The case of one “resister”, Joshua Key, is particularly notable. Key served eight months in Iraq, but became disillusioned with the war. He went AWOL and turned up in Canada, claiming asylum. He subsequently published a book called The Deserter’s Tale, in collaboration with the writer Lawrence Hill. A long excerpt available online describes Key’s experiences as a participant in clumsy, heavy-handed raids on Iraqi homes, smashing furniture and arresting civilians but never finding “weapons or indications of terrorism”. Eventually Key came to a grim conclusion about U.S. involvement in Iraq:
It struck me then that we, the American soldiers, were the terrorists. We were terrorizing Iraqis. Intimidating them. Beating them. Destroying their homes. Probably raping them. The ones we didn’t kill had all the reasons in the world to become terrorists themselves. Given what we were doing to them, who could blame them for wanting to kill us, and all Americans?
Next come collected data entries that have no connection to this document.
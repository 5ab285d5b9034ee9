// Copyright (C) 2026 Fred Clausen
// Use of this source code is governed by an MIT-style
// license that can be found in the LICENSE file or at
// https://opensource.org/licenses/MIT.

use crate::error::DomainError;
use crate::types::CaseStatus;
use serde::{Deserialize, Serialize};
use time::OffsetDateTime;

/// A client's treatment case (atendimento).
#[derive(Debug, Clone, PartialEq, Eq, Serialize, Deserialize)]
pub struct Case {
    /// Store-assigned identity.
    pub case_id: i64,
    /// The client being treated.
    pub client_id: i64,
    /// Assigned evaluator (avaliador), if any.
    pub evaluator_id: Option<i64>,
    /// Staff member who unlocked execution.
    pub liberator_id: Option<i64>,
    /// Current lifecycle state.
    pub status: CaseStatus,
    /// Free-text notes captured at opening.
    pub notes: Option<String>,
    #[serde(with = "time::serde::rfc3339")]
    pub created_at: OffsetDateTime,
    #[serde(with = "time::serde::rfc3339::option")]
    pub unlocked_at: Option<OffsetDateTime>,
    #[serde(with = "time::serde::rfc3339::option")]
    pub finalized_at: Option<OffsetDateTime>,
}

impl Case {
    /// Rejects any change to a finalized case.
    ///
    /// # Errors
    ///
    /// Returns `DomainError::CaseFinalized` if the case is closed.
    pub const fn ensure_not_finalized(&self) -> Result<(), DomainError> {
        if self.status.is_terminal() {
            return Err(DomainError::CaseFinalized(self.case_id));
        }
        Ok(())
    }

    /// Moves the case to `target` and stamps the side effects of the edge.
    ///
    /// The caller must have validated the edge. Entering `InExecution`
    /// records the liberator and unlock time; entering `Finalized` records
    /// the closing time.
    pub const fn enter(&mut self, target: CaseStatus, actor_id: i64, now: OffsetDateTime) {
        match target {
            CaseStatus::InExecution => {
                self.liberator_id = Some(actor_id);
                self.unlocked_at = Some(now);
            }
            CaseStatus::Finalized => self.finalized_at = Some(now),
            CaseStatus::Triage | CaseStatus::Evaluation | CaseStatus::AwaitingPayment => {}
        }
        self.status = target;
    }
}

/// A case that has not been stored yet.
///
/// New cases always start in `Triage`.
#[derive(Debug, Clone, PartialEq, Eq)]
pub struct NewCase {
    pub client_id: i64,
    pub evaluator_id: Option<i64>,
    pub notes: Option<String>,
    pub created_at: OffsetDateTime,
}

impl NewCase {
    #[must_use]
    pub fn new(
        client_id: i64,
        evaluator_id: Option<i64>,
        notes: Option<String>,
        created_at: OffsetDateTime,
    ) -> Self {
        let notes = notes
            .map(|n| n.trim().to_string())
            .filter(|n| !n.is_empty());
        Self {
            client_id,
            evaluator_id,
            notes,
            created_at,
        }
    }

    /// Returns the case this draft becomes once the store assigns `case_id`.
    #[must_use]
    pub fn into_case(self, case_id: i64) -> Case {
        Case {
            case_id,
            client_id: self.client_id,
            evaluator_id: self.evaluator_id,
            liberator_id: None,
            status: CaseStatus::Triage,
            notes: self.notes,
            created_at: self.created_at,
            unlocked_at: None,
            finalized_at: None,
        }
    }
}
Taking Key’s account at face value – which may be risky, considering that like other asylum-seekers he has an incentive to exaggerate – Joshua Key’s asylum application rests on the argument that he was ordered to violate the Geneva Conventions. Canada’s refugee board initially rejected this argument because the violations did not amount to systematically committed war crimes. However, a recent successful appeal to the Federal Court will force the board to reconsider its decision, taking into account the possibility that “military misconduct falling well short of a war crime may support a claim to refugee protection”. Meanwhile another U.S. deserter, Robin Long, was recently arrested in Nelson, B.C. and may be deported within days.
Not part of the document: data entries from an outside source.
// Copyright (C) 2026 Fred Clausen
// Use of this source code is governed by an MIT-style
// license that can be found in the LICENSE file or at
// https://opensource.org/licenses/MIT.

use crate::{CaseState, CaseTransition, Command, CoreError, apply};
use clinica_audit::{Actor, Cause};
use clinica_domain::{
    AllocationRequest, Case, CaseStatus, CommissionRates, Item, ItemStatus, Money, PaymentMethod,
    Procedure, StaffRole,
};
use time::OffsetDateTime;
use time::macros::datetime;

pub const CASE_ID: i64 = 1;
pub const SELLER: i64 = 11;
pub const EXECUTOR: i64 = 22;
pub const PROCEDURE_ID: i64 = 5;

pub fn now() -> OffsetDateTime {
    datetime!(2026-03-02 14:30 UTC)
}

pub fn money(s: &str) -> Money {
    s.parse().unwrap()
}

pub fn admin() -> Actor {
    Actor::new(1, String::from("Admin"), StaffRole::Admin)
}

pub fn receptionist() -> Actor {
    Actor::new(3, String::from("Recepção"), StaffRole::Receptionist)
}

pub fn executor() -> Actor {
    Actor::new(EXECUTOR, String::from("Executor"), StaffRole::Executor)
}

pub fn other_executor() -> Actor {
    Actor::new(23, String::from("Outro"), StaffRole::Executor)
}

pub fn cause() -> Cause {
    Cause::new(String::from("req-1"), String::from("test"))
}

pub fn procedure(price: &str, sale: &str, execution: &str) -> Procedure {
    Procedure {
        procedure_id: PROCEDURE_ID,
        name: String::from("Limpeza de pele"),
        price: money(price),
        sale_commission: sale.parse().unwrap(),
        execution_commission: execution.parse().unwrap(),
        is_active: true,
    }
}

pub fn case_in(status: CaseStatus) -> CaseState {
    let mut state: CaseState = CaseState::new(Case {
        case_id: CASE_ID,
        client_id: 100,
        evaluator_id: None,
        liberator_id: None,
        status,
        notes: None,
        created_at: datetime!(2026-03-01 09:00 UTC),
        unlocked_at: None,
        finalized_at: None,
    });
    state.commission_rates.insert(
        PROCEDURE_ID,
        CommissionRates {
            sale: "10".parse().unwrap(),
            execution: "20".parse().unwrap(),
        },
    );
    state
}

pub fn with_item(mut state: CaseState, item_id: i64, price: &str) -> CaseState {
    state.items.push(Item {
        item_id,
        case_id: CASE_ID,
        procedure_id: PROCEDURE_ID,
        seller_id: Some(SELLER),
        executor_id: Some(EXECUTOR),
        price: money(price),
        amount_paid: Money::ZERO,
        status: ItemStatus::Pending,
        created_at: datetime!(2026-03-01 09:10 UTC),
        completed_at: None,
    });
    state
}

pub fn run(state: &CaseState, command: Command, actor: Actor) -> Result<CaseTransition, CoreError> {
    apply(state, command, actor, cause(), now())
}

pub fn pay(amount: &str, allocations: &[(i64, &str)]) -> Command {
    Command::RegisterPayment {
        amount: money(amount),
        method: PaymentMethod::Cash,
        installment_count: 1,
        note: None,
        allocations: allocations
            .iter()
            .map(|(item_id, amount)| AllocationRequest {
                item_id: *item_id,
                amount: money(amount),
            })
            .collect(),
    }
}

/// Applies a command that must succeed and returns the new state.
pub fn step(state: &CaseState, command: Command, actor: Actor) -> CaseState {
    run(state, command, actor).unwrap().new_state
}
I have my opinions as to how we Canadians should handle the situation, but I don’t have space to argue them in this blog post. Should we send all the deserters back to America in handcuffs? Implement last month’s non-binding parliamentary resolution to give them all permanent resident status? Decide their asylum applications on a case-by-case basis? Just ask a Norwegian? Let us know what you think.